(Dataset excerpts)
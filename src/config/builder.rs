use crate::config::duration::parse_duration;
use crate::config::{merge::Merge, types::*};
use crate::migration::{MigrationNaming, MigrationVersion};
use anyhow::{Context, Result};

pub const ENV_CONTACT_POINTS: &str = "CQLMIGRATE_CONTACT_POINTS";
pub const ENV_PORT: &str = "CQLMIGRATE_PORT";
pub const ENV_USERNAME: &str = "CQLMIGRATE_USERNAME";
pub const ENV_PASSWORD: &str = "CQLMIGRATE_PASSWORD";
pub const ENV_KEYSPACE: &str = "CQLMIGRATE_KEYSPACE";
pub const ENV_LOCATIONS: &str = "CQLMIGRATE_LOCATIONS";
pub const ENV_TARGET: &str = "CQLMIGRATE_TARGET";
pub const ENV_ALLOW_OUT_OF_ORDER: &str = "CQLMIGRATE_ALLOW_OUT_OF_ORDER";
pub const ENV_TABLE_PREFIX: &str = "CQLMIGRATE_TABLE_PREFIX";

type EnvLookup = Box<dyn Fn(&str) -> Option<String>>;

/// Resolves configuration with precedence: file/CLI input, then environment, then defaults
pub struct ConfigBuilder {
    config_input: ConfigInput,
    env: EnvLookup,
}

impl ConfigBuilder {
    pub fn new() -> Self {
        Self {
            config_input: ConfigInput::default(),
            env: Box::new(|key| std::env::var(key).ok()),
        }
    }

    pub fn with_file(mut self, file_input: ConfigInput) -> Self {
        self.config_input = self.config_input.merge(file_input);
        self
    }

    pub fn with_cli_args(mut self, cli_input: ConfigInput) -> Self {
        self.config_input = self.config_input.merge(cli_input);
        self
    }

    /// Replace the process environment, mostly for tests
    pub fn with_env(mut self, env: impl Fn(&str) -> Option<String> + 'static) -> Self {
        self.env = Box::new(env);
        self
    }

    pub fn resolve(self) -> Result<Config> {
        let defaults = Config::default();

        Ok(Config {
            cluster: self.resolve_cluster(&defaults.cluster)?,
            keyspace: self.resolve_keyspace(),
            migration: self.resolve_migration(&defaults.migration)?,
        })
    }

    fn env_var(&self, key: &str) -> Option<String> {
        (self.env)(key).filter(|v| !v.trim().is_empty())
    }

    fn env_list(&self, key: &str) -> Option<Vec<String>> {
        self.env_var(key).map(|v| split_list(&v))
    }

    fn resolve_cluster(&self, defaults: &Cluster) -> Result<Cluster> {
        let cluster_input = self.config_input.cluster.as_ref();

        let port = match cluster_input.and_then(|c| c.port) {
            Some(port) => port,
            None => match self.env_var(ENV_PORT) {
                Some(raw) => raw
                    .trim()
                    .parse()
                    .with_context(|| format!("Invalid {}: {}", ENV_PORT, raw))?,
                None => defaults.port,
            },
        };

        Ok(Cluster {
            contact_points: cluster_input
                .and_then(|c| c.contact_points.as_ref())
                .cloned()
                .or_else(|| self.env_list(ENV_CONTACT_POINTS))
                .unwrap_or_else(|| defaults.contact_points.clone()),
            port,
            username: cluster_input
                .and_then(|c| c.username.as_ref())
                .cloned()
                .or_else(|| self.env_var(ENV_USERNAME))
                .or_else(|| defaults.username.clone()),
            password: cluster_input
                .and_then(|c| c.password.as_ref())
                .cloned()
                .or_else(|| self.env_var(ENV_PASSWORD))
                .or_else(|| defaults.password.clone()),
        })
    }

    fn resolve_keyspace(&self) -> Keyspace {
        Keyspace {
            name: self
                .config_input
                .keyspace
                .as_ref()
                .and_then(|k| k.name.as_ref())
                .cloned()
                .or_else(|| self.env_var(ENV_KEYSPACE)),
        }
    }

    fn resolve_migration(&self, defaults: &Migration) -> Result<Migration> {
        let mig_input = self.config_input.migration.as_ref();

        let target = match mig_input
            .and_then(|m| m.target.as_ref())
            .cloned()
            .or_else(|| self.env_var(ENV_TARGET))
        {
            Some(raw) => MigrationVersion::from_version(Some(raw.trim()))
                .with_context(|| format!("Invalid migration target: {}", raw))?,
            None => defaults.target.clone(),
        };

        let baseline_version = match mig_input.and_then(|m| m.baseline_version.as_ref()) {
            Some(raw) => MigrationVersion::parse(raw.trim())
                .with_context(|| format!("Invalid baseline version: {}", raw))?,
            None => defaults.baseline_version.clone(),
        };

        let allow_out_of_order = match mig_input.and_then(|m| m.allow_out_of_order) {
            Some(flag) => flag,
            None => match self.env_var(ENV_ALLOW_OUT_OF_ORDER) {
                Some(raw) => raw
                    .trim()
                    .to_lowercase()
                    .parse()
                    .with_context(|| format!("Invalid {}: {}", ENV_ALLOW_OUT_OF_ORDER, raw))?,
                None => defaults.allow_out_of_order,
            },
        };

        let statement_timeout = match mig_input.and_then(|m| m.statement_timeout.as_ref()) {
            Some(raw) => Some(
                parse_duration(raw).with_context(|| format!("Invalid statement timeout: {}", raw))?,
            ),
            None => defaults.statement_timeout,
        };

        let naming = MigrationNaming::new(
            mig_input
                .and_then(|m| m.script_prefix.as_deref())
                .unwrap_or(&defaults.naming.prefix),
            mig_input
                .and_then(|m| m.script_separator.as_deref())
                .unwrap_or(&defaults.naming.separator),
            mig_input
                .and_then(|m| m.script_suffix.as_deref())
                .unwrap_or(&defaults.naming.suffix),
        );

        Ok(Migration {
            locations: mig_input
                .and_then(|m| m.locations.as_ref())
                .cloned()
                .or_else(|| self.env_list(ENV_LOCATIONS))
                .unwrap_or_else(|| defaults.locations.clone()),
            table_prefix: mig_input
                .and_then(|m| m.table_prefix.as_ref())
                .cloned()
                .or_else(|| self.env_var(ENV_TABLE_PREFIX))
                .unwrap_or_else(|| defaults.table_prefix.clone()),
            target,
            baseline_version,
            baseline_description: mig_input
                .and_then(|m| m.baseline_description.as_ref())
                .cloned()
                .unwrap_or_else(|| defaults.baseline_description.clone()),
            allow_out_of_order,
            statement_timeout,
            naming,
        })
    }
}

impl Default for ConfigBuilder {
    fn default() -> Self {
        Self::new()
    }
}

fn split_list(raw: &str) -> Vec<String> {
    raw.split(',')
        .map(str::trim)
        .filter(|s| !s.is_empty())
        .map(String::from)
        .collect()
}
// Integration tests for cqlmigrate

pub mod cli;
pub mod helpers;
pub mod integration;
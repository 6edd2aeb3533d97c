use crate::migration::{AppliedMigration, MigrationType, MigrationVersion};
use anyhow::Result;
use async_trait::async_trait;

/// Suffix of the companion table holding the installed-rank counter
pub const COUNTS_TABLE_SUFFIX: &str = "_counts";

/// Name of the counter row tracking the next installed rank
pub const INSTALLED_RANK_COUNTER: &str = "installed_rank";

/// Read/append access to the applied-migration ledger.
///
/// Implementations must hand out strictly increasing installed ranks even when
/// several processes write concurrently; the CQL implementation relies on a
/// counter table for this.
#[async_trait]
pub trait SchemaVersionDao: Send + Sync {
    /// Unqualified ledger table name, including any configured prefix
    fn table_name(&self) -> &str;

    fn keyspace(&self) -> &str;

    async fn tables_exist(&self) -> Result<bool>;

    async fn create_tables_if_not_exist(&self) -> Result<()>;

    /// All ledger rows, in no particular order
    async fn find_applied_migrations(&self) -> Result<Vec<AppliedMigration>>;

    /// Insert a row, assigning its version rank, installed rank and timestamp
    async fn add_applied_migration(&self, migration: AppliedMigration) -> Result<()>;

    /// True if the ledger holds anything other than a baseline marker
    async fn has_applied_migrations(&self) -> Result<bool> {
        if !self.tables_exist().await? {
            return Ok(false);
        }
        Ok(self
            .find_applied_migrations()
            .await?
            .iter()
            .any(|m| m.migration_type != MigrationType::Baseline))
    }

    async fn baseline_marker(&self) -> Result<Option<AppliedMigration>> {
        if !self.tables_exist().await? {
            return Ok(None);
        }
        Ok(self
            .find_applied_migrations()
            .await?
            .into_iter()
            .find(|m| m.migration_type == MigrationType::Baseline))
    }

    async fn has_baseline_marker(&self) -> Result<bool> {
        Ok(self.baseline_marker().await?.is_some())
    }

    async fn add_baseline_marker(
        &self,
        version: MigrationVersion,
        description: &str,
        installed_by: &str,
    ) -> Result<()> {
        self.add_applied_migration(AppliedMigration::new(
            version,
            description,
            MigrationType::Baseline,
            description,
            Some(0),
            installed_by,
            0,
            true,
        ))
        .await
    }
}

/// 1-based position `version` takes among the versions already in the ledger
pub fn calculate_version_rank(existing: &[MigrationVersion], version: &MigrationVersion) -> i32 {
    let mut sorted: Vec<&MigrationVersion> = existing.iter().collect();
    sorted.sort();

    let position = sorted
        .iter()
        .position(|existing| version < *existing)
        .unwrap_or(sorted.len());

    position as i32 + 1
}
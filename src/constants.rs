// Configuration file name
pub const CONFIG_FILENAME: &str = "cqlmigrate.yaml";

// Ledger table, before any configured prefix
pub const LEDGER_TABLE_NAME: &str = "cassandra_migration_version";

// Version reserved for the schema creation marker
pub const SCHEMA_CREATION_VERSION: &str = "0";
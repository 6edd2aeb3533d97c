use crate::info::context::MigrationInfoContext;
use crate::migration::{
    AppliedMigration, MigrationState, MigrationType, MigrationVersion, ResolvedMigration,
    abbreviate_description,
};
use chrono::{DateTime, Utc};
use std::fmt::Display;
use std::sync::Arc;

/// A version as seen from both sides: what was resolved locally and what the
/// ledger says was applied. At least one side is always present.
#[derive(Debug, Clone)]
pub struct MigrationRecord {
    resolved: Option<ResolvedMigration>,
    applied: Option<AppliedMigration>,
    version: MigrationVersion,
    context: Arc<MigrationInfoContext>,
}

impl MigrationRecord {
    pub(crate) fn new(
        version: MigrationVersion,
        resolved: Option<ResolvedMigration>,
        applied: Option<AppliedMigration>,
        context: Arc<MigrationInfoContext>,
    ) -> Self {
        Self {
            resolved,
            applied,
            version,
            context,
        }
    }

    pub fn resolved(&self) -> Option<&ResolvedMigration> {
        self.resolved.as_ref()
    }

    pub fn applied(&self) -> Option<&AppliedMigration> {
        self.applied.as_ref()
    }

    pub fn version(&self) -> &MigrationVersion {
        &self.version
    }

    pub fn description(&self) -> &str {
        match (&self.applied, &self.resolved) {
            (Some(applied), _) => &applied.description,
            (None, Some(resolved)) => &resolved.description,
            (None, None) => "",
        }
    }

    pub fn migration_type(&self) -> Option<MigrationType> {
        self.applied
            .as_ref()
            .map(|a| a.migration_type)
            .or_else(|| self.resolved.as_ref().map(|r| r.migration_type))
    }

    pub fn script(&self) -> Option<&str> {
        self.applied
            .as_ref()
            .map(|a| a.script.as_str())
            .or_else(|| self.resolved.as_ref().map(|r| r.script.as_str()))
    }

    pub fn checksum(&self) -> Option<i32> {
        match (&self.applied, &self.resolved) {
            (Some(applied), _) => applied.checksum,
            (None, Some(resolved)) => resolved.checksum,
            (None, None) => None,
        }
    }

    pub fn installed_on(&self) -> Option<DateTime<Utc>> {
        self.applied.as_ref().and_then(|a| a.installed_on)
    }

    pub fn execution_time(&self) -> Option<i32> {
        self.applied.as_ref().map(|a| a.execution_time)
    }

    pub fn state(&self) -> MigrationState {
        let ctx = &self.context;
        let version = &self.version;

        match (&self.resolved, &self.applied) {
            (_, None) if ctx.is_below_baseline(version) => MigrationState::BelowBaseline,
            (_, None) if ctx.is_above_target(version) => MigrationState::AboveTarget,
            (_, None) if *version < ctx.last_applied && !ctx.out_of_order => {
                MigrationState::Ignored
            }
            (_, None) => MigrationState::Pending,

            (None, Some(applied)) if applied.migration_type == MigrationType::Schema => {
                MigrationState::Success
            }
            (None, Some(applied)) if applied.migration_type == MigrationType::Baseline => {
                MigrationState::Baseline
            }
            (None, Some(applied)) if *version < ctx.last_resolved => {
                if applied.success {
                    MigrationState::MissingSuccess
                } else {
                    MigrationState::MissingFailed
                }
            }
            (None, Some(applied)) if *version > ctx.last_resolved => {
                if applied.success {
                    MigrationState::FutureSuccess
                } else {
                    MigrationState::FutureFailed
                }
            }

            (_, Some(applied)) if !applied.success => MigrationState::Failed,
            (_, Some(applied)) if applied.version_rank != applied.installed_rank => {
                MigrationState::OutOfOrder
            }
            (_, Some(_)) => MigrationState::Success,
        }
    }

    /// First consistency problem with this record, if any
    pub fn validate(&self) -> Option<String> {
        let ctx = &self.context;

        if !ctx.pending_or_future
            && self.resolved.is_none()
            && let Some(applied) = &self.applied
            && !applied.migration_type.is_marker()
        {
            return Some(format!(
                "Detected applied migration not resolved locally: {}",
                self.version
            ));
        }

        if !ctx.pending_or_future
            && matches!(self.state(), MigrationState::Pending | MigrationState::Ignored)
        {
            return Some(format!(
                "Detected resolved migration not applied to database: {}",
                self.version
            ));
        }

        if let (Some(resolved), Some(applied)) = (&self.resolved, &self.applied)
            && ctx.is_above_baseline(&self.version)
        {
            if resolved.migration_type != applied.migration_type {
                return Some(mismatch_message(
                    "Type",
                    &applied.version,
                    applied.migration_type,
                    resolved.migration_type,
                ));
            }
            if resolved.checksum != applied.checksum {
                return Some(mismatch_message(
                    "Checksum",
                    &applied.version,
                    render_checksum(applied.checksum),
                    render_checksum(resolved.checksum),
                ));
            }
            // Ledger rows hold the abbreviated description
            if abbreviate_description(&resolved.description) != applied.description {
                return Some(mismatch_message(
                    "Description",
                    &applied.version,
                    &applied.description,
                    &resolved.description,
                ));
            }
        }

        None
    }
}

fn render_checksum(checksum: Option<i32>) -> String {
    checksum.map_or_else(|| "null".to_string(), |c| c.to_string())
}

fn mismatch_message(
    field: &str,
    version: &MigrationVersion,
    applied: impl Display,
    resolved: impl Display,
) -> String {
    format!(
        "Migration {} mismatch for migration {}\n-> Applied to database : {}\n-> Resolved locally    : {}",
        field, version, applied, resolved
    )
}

Exercise goal: The word to look for is "MigrationNaming"; copy out every line of the entries that holds it.

Solution to this task:
use crate::migration::{MigrationNaming, MigrationVersion};
        let naming = MigrationNaming::new(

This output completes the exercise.